──────── SOURCE DATA
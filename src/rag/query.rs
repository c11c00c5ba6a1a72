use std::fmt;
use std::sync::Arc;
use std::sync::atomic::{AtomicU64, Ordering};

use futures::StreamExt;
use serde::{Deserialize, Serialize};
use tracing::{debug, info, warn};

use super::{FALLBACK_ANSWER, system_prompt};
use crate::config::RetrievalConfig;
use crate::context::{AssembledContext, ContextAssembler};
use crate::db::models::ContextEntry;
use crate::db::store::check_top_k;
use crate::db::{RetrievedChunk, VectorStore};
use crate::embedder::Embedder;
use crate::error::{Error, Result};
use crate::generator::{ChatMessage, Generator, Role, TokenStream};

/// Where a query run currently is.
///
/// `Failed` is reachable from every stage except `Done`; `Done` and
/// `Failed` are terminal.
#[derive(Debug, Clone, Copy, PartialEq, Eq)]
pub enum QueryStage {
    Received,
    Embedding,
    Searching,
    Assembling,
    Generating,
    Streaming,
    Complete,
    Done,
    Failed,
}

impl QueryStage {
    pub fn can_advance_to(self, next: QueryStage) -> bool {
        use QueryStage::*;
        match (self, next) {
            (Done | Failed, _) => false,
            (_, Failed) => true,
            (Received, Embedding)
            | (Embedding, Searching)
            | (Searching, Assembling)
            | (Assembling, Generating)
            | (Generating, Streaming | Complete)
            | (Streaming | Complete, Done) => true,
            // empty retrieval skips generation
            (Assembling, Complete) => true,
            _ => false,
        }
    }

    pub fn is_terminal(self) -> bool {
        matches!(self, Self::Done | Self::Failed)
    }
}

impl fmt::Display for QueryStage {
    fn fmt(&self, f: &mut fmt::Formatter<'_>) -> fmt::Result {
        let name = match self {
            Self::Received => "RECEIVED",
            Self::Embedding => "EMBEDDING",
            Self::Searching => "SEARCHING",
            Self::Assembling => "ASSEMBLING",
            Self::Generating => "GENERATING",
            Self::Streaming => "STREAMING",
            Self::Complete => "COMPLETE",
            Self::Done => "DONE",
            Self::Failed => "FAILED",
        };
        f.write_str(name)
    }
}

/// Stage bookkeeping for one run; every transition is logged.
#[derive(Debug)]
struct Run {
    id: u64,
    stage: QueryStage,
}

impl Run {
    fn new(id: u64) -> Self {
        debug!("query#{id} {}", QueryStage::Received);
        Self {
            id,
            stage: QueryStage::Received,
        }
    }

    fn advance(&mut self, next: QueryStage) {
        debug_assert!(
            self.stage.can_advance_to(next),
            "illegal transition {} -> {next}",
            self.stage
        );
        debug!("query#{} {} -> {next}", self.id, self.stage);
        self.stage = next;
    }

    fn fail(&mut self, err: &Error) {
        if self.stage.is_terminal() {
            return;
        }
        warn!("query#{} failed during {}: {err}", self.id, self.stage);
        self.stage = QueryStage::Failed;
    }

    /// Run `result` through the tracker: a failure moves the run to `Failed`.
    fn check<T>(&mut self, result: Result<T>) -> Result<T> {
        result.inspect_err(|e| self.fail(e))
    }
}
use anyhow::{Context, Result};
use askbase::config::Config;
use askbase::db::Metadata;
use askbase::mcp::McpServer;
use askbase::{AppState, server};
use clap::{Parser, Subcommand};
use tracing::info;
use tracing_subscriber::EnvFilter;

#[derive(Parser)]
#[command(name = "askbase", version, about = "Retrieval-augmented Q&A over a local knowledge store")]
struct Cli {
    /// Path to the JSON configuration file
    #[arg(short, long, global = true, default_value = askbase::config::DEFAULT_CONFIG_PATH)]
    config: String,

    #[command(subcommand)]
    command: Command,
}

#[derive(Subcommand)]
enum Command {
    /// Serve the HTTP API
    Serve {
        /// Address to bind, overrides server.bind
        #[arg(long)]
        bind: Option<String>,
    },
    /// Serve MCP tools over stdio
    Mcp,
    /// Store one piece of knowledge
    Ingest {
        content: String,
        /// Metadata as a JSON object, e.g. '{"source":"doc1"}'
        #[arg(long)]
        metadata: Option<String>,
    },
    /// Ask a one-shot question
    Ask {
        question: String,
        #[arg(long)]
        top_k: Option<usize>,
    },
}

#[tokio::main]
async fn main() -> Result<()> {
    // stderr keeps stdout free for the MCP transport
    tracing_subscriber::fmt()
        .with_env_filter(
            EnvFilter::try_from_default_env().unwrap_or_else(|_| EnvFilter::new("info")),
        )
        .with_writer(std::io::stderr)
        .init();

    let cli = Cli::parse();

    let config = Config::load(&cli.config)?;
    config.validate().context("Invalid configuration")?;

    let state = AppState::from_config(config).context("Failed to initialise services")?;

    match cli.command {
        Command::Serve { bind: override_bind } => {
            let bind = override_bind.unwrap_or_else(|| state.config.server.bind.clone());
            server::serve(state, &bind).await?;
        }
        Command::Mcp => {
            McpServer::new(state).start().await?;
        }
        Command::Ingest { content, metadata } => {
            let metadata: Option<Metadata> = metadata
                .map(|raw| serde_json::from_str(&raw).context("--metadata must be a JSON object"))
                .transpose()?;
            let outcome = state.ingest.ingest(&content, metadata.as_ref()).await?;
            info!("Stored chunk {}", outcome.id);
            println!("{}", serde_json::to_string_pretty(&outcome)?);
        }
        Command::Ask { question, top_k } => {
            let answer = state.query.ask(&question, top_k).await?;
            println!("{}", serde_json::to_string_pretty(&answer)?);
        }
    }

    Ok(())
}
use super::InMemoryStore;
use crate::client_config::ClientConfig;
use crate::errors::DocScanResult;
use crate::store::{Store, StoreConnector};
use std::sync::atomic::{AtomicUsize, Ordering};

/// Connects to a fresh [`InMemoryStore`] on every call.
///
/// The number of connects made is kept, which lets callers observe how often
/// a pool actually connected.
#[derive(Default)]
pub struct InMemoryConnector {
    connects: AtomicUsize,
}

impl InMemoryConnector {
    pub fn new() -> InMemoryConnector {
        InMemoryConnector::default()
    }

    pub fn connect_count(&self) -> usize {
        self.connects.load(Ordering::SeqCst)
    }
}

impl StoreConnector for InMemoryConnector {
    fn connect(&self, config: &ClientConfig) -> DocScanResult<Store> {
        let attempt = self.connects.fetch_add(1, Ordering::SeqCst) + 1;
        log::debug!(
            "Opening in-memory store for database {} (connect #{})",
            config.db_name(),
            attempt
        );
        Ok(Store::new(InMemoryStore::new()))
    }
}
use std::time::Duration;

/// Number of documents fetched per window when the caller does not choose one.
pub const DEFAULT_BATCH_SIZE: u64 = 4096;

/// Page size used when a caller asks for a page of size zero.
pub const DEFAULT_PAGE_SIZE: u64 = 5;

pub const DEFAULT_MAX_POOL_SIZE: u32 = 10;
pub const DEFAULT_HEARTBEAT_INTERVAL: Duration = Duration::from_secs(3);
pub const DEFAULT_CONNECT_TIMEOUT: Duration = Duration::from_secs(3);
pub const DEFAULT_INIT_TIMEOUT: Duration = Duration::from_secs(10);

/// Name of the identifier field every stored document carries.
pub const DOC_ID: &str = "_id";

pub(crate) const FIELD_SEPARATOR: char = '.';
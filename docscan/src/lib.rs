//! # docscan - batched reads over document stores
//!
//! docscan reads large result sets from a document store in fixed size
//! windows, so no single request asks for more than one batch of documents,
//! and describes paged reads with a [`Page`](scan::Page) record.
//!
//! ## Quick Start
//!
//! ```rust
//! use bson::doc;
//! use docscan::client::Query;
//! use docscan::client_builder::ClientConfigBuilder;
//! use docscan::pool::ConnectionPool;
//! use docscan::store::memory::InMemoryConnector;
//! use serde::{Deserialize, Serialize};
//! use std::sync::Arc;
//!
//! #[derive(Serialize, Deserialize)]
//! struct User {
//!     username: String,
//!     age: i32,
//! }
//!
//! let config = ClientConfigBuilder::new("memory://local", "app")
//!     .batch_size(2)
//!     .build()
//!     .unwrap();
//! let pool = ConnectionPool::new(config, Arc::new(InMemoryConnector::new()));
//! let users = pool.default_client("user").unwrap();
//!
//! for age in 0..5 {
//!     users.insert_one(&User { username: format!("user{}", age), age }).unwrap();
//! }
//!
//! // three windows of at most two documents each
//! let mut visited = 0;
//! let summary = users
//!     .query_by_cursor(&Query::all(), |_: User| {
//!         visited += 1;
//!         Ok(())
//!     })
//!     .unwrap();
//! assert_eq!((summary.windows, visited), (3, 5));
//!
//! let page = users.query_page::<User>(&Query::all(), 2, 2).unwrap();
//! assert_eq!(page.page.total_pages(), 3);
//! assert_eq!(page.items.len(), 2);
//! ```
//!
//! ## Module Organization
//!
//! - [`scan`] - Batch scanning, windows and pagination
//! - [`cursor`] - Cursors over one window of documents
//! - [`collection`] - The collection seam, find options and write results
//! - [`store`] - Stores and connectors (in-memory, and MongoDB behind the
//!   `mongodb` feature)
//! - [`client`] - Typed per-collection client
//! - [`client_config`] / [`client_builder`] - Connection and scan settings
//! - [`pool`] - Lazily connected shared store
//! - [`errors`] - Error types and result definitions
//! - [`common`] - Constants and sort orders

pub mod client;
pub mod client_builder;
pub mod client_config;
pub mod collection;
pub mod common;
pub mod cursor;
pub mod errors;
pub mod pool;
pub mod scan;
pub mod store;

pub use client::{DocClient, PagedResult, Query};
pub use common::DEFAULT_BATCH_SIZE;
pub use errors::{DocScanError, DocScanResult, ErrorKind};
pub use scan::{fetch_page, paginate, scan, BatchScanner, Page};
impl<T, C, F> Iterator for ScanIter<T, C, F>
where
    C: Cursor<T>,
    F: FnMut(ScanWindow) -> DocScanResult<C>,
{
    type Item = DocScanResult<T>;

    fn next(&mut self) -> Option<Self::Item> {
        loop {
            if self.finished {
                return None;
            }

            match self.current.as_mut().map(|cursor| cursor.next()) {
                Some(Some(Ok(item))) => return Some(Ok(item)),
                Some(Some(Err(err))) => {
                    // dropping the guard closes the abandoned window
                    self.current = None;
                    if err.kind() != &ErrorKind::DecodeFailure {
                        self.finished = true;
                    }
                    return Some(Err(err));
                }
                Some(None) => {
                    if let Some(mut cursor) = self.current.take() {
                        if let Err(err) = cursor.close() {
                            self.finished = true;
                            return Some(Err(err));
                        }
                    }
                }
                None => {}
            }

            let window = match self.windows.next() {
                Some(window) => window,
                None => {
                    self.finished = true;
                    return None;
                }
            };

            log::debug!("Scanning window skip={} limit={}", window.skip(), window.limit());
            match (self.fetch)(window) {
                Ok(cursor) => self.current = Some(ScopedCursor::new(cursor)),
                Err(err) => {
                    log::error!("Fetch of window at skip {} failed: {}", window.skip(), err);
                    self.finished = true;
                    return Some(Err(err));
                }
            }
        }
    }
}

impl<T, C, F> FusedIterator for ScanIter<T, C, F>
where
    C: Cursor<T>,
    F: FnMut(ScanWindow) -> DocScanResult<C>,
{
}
────────────────
* [INSTRUCTIONS TO FOLLOW] Transcribe, exactly and without additions, the lines of the records above, beginning with the line that contains "transition is logged." and ending with the line that contains "fn advance(&mut self, next: QueryStage)", both included.

* [OUTPUT FOR THIS TASK]
/// Stage bookkeeping for one run; every transition is logged.
#[derive(Debug)]
struct Run {
    id: u64,
    stage: QueryStage,
}

impl Run {
    fn new(id: u64) -> Self {
        debug!("query#{id} {}", QueryStage::Received);
        Self {
            id,
            stage: QueryStage::Received,
        }
    }

    fn advance(&mut self, next: QueryStage) {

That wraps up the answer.